§ WORK TASK
Up to and including the line containing "are fused at.", retype each line of the listing below exactly, beginning with the first.

§ ENTRIES SHOWN

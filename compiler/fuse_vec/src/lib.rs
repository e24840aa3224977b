//! Add-fusion autovectorizer.
//!
//! Rewrites straight-line scalar `i32` additions inside one basic block
//! into a single SIMD addition:
//!
//! ```text
//! %t1 = add i32 %a, %b            %l = <a, c>   %r = <b, d>
//! %t2 = add i32 %c, %d     ==>    %s = add <2 x i32> %l, %r
//! store %t1, %p                   store (extract %s, 0), %p
//! store %t2, %q                   store (extract %s, 1), %q
//! call void @f()                  call void @f()
//! ```
//!
//! The pass is split into the pieces it is built from:
//!
//! - **Position Indexer** ([`PositionIndex`]) — instruction positions within
//!   a block, rebuilt after every rewrite.
//! - **Aliasing Guard** ([`guard`]) — refuses blocks where a store
//!   destination is written twice.
//! - **Region Segmenter** ([`segment_block`]) — call-free [`Run`]s.
//! - **Candidate Collector** ([`collect_group`]) — the additions of a run and
//!   the anchor they are fused at.
//! - **Vector Synthesizer** ([`synthesize`]) and **Use Rewiring**
//!   ([`rewire_lanes`]) — build the vector add and redirect every use.
//! - **Entry points** ([`vectorize_function`], [`run_on_function`],
//!   [`vectorize_module`]) configured by [`VectorizeConfig`].
//!
//! # Crate Dependencies
//!
//! `fuse_vec` depends only on `fuse_ir` for the IR it mutates. It never
//! initializes logging; it emits `tracing` events and leaves subscriber
//! setup to the driver.

mod collect;
mod config;
pub mod guard;
mod pass;
mod position;
mod rewire;
mod segment;
mod synth;

#[cfg(test)]
mod test_helpers;

pub use collect::{collect_group, first_early_use, EarlyUse, FusionGroup, FusionLane};
pub use config::{AbortPolicy, GuardScope, VectorizeConfig};
pub use guard::UnsafeAliasing;
pub use pass::{
    run_on_function, vectorize_function, vectorize_module, FunctionOutcome, FusionStats,
    ModuleReport, VectorizeError,
};
pub use position::PositionIndex;
pub use rewire::{rewire_lanes, RewireStats};
pub use segment::{segment_block, Run};
pub use synth::synthesize;
//! Command-line options.

use std::num::NonZeroU32;

use fuse_vec::{AbortPolicy, GuardScope, VectorizeConfig};

/// Options for one `fusec` invocation.
#[derive(Debug, Clone, Default, PartialEq, Eq)]
pub struct CliOptions {
    pub config: VectorizeConfig,
    /// Run the IR verifier on every function after the pass.
    pub verify: bool,
    /// Print per-function statistics to stderr.
    pub stats: bool,
}

/// Parse the flags following the input file.
///
/// Unknown flags and malformed values produce a warning and are otherwise
/// ignored.
pub fn parse_options(args: &[String]) -> CliOptions {
    let mut options = CliOptions::default();

    for arg in args {
        if let Some(width) = arg.strip_prefix("--max-width=") {
            if let Ok(n) = width.parse::<u32>() {
                // 0 lifts the cap.
                options.config.max_width = NonZeroU32::new(n);
            } else {
                eprintln!("warning: invalid max width '{width}', ignoring");
            }
        } else if arg == "--flush-trailing" {
            options.config.flush_trailing_run = true;
        } else if arg == "--no-duplicate-stores" {
            options.config.duplicate_stores = false;
        } else if arg == "--allow-early-uses" {
            options.config.require_uses_after_anchor = false;
        } else if let Some(scope) = arg.strip_prefix("--guard=") {
            match scope {
                "block" => options.config.guard_scope = GuardScope::PerBlock,
                "function" => options.config.guard_scope = GuardScope::Function,
                _ => eprintln!("warning: unknown guard scope '{scope}', options: block, function"),
            }
        } else if arg == "--rollback" {
            options.config.on_abort = AbortPolicy::Rollback;
        } else if arg == "--verify" {
            options.verify = true;
        } else if arg == "--stats" {
            options.stats = true;
        } else {
            eprintln!("warning: unknown option '{arg}'");
        }
    }

    options
}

§ RESPONSE AREA
filename compiler/fuse_vec/src/lib.rs
repository e24840aa3224977b
//! Add-fusion autovectorizer.
//!
//! Rewrites straight-line scalar `i32` additions inside one basic block
//! into a single SIMD addition:
//!
//! ```text
//! %t1 = add i32 %a, %b            %l = <a, c>   %r = <b, d>
//! %t2 = add i32 %c, %d     ==>    %s = add <2 x i32> %l, %r
//! store %t1, %p                   store (extract %s, 0), %p
//! store %t2, %q                   store (extract %s, 1), %q
//! call void @f()                  call void @f()
//! ```
//!
//! The pass is split into the pieces it is built from:
//!
//! - **Position Indexer** ([`PositionIndex`]) — instruction positions within
//!   a block, rebuilt after every rewrite.
//! - **Aliasing Guard** ([`guard`]) — refuses blocks where a store
//!   destination is written twice.
//! - **Region Segmenter** ([`segment_block`]) — call-free [`Run`]s.
//! - **Candidate Collector** ([`collect_group`]) — the additions of a run and
//!   the anchor they are fused at.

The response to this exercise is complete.